Aim of the exercise: Each record must be printed again exactly as it appears.

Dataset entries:
//! Protocol constants for the Intel RST miniport IOCTL channel.
//!
//! Values are fixed by the RST driver ABI and the SCSI/ATA/NVMe command sets.

// ============================================================================
// Device Control Codes
// ============================================================================

/// Outer `DeviceIoControl` code carrying every SRB_IO_CONTROL request.
pub const IOCTL_SCSI_MINIPORT: u32 = 0x0004_D008;

/// SRB control code for RAID firmware function requests.
/// CTL_CODE(0xF000, 0x010, METHOD_BUFFERED, FILE_ANY_ACCESS)
pub const IOCTL_RAID_FIRMWARE: u32 = 0xF000_0040;

/// SRB control code for NVMe command passthrough.
/// CTL_CODE(0xF000, 0xA02, METHOD_BUFFERED, FILE_ANY_ACCESS)
pub const IOCTL_NVME_PASSTHROUGH: u32 = 0xF000_2808;

// ============================================================================
// Signatures
// ============================================================================

pub const INTEL_RAID_FW_SIGNATURE: &[u8; 8] = b"INTELFW ";
pub const INTEL_NVM_SIGNATURE: &[u8; 8] = b"IntelNvm";

// ============================================================================
// Structure Versions
// ============================================================================

pub const RAID_FIRMWARE_REQUEST_BLOCK_VERSION: u8 = 0x92;
pub const FIRMWARE_REQUEST_BLOCK_STRUCTURE_VERSION: u32 = 0x1;
pub const NVME_PASS_THROUGH_VERSION: u8 = 0x1;

pub const FIRMWARE_INFO_STRUCTURE_VERSION_V2: u32 = 0x2;
pub const FIRMWARE_DOWNLOAD_STRUCTURE_VERSION_V2: u32 = 0x2;
pub const FIRMWARE_ACTIVATE_STRUCTURE_VERSION: u32 = 0x1;

// ============================================================================
// Firmware Functions and Flags
// ============================================================================

pub const FIRMWARE_FUNCTION_GET_INFO: u32 = 0x01;
pub const FIRMWARE_FUNCTION_DOWNLOAD: u32 = 0x02;
pub const FIRMWARE_FUNCTION_ACTIVATE: u32 = 0x03;

/// Request targets the controller rather than a namespace.
pub const FIRMWARE_REQUEST_FLAG_CONTROLLER: u32 = 0x0000_0001;
pub const FIRMWARE_REQUEST_FLAG_LAST_SEGMENT: u32 = 0x0000_0002;
pub const FIRMWARE_REQUEST_FLAG_FIRST_SEGMENT: u32 = 0x0000_0004;
/// Activate an image already present in the slot.
pub const FIRMWARE_REQUEST_FLAG_SWITCH_TO_EXISTING_FIRMWARE: u32 = 0x8000_0000;

/// Slot value the driver treats as "not specified".
pub const FIRMWARE_INFO_INVALID_SLOT: u8 = 0xFF;

/// Slot entries reserved in a GetInfo response.
pub const FIRMWARE_INFO_MAX_SLOTS: usize = 7;

// ============================================================================
// Timeouts
// ============================================================================

pub const DEFAULT_COMMAND_TIMEOUT_SECS: u32 = 15;

// ============================================================================
// SCSI / ATA
// ============================================================================

pub const WRITE_BUFFER_CMD: u8 = 0x3B;
/// WRITE BUFFER mode: download microcode with offsets, save, and defer activate.
pub const SCSI_WB_DL_MICROCODE_OFFSETS_SAVE_DEFER: u8 = 0x0E;
/// WRITE BUFFER mode: activate deferred microcode.
pub const SCSI_WB_ACTIVATE_DEFERRED_MICROCODE: u8 = 0x0F;

pub const ATA_DOWNLOAD_MICROCODE: u8 = 0x92;
pub const ATA_DOWNLOAD_MICROCODE_DMA: u8 = 0x93;
/// DOWNLOAD MICROCODE subcommand: download with offsets and save for future use.
pub const ATA_DL_MICROCODE_OFFSETS_SAVE_FUTURE: u8 = 0x0E;
/// DOWNLOAD MICROCODE subcommand: activate downloaded microcode.
pub const ATA_DL_MICROCODE_ACTIVATE: u8 = 0x0F;

pub const LEGACY_DRIVE_SEC_SIZE: u32 = 512;

/// T10 vendor identification reported by the SCSI-to-NVMe translation layer.
pub const NVME_T10_VENDOR_ID: &str = "NVMe";

// ============================================================================
// NVMe
// ============================================================================

pub const NVME_ADMIN_CMD_ACTIVATE_FW: u8 = 0x10;
pub const NVME_ADMIN_CMD_DOWNLOAD_FW: u8 = 0x11;

/// Firmware commit actions (CDW10 bits 5:3).
pub const NVME_CA_REPLACE_NOT_ACTIVATE: u8 = 0;
pub const NVME_CA_REPLACE_ACTIVATE_ON_RST: u8 = 1;
pub const NVME_CA_ACTIVATE_ON_RST: u8 = 2;
pub const NVME_CA_ACTIVATE_IMMEDIATE: u8 = 3;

Result below:
//! Protocol constants for the Intel RST miniport IOCTL channel.
//!
//! Values are fixed by the RST driver ABI and the SCSI/ATA/NVMe command sets.

// ============================================================================
// Device Control Codes
// ============================================================================

/// Outer `DeviceIoControl` code carrying every SRB_IO_CONTROL request.
pub const IOCTL_SCSI_MINIPORT: u32 = 0x0004_D008;

/// SRB control code for RAID firmware function requests.
/// CTL_CODE(0xF000, 0x010, METHOD_BUFFERED, FILE_ANY_ACCESS)
pub const IOCTL_RAID_FIRMWARE: u32 = 0xF000_0040;

/// SRB control code for NVMe command passthrough.
/// CTL_CODE(0xF000, 0xA02, METHOD_BUFFERED, FILE_ANY_ACCESS)
pub const IOCTL_NVME_PASSTHROUGH: u32 = 0xF000_2808;

// ============================================================================
// Signatures
// ============================================================================

pub const INTEL_RAID_FW_SIGNATURE: &[u8; 8] = b"INTELFW ";
pub const INTEL_NVM_SIGNATURE: &[u8; 8] = b"IntelNvm";

// ============================================================================
// Structure Versions
// ============================================================================

pub const RAID_FIRMWARE_REQUEST_BLOCK_VERSION: u8 = 0x92;
pub const FIRMWARE_REQUEST_BLOCK_STRUCTURE_VERSION: u32 = 0x1;
pub const NVME_PASS_THROUGH_VERSION: u8 = 0x1;

pub const FIRMWARE_INFO_STRUCTURE_VERSION_V2: u32 = 0x2;
pub const FIRMWARE_DOWNLOAD_STRUCTURE_VERSION_V2: u32 = 0x2;
pub const FIRMWARE_ACTIVATE_STRUCTURE_VERSION: u32 = 0x1;

// ============================================================================
// Firmware Functions and Flags
// ============================================================================

pub const FIRMWARE_FUNCTION_GET_INFO: u32 = 0x01;
pub const FIRMWARE_FUNCTION_DOWNLOAD: u32 = 0x02;
pub const FIRMWARE_FUNCTION_ACTIVATE: u32 = 0x03;

/// Request targets the controller rather than a namespace.
pub const FIRMWARE_REQUEST_FLAG_CONTROLLER: u32 = 0x0000_0001;
pub const FIRMWARE_REQUEST_FLAG_LAST_SEGMENT: u32 = 0x0000_0002;
pub const FIRMWARE_REQUEST_FLAG_FIRST_SEGMENT: u32 = 0x0000_0004;
/// Activate an image already present in the slot.
pub const FIRMWARE_REQUEST_FLAG_SWITCH_TO_EXISTING_FIRMWARE: u32 = 0x8000_0000;

/// Slot value the driver treats as "not specified".
pub const FIRMWARE_INFO_INVALID_SLOT: u8 = 0xFF;

/// Slot entries reserved in a GetInfo response.
pub const FIRMWARE_INFO_MAX_SLOTS: usize = 7;

// ============================================================================
// Timeouts
// ============================================================================

pub const DEFAULT_COMMAND_TIMEOUT_SECS: u32 = 15;

// ============================================================================
// SCSI / ATA
// ============================================================================

pub const WRITE_BUFFER_CMD: u8 = 0x3B;
/// WRITE BUFFER mode: download microcode with offsets, save, and defer activate.
pub const SCSI_WB_DL_MICROCODE_OFFSETS_SAVE_DEFER: u8 = 0x0E;
/// WRITE BUFFER mode: activate deferred microcode.
pub const SCSI_WB_ACTIVATE_DEFERRED_MICROCODE: u8 = 0x0F;

pub const ATA_DOWNLOAD_MICROCODE: u8 = 0x92;
pub const ATA_DOWNLOAD_MICROCODE_DMA: u8 = 0x93;
/// DOWNLOAD MICROCODE subcommand: download with offsets and save for future use.
pub const ATA_DL_MICROCODE_OFFSETS_SAVE_FUTURE: u8 = 0x0E;
/// DOWNLOAD MICROCODE subcommand: activate downloaded microcode.
pub const ATA_DL_MICROCODE_ACTIVATE: u8 = 0x0F;

pub const LEGACY_DRIVE_SEC_SIZE: u32 = 512;

/// T10 vendor identification reported by the SCSI-to-NVMe translation layer.
pub const NVME_T10_VENDOR_ID: &str = "NVMe";

// ============================================================================
// NVMe
// ============================================================================

pub const NVME_ADMIN_CMD_ACTIVATE_FW: u8 = 0x10;
pub const NVME_ADMIN_CMD_DOWNLOAD_FW: u8 = 0x11;

/// Firmware commit actions (CDW10 bits 5:3).
pub const NVME_CA_REPLACE_NOT_ACTIVATE: u8 = 0;
pub const NVME_CA_REPLACE_ACTIVATE_ON_RST: u8 = 1;
pub const NVME_CA_ACTIVATE_ON_RST: u8 = 2;
pub const NVME_CA_ACTIVATE_IMMEDIATE: u8 = 3;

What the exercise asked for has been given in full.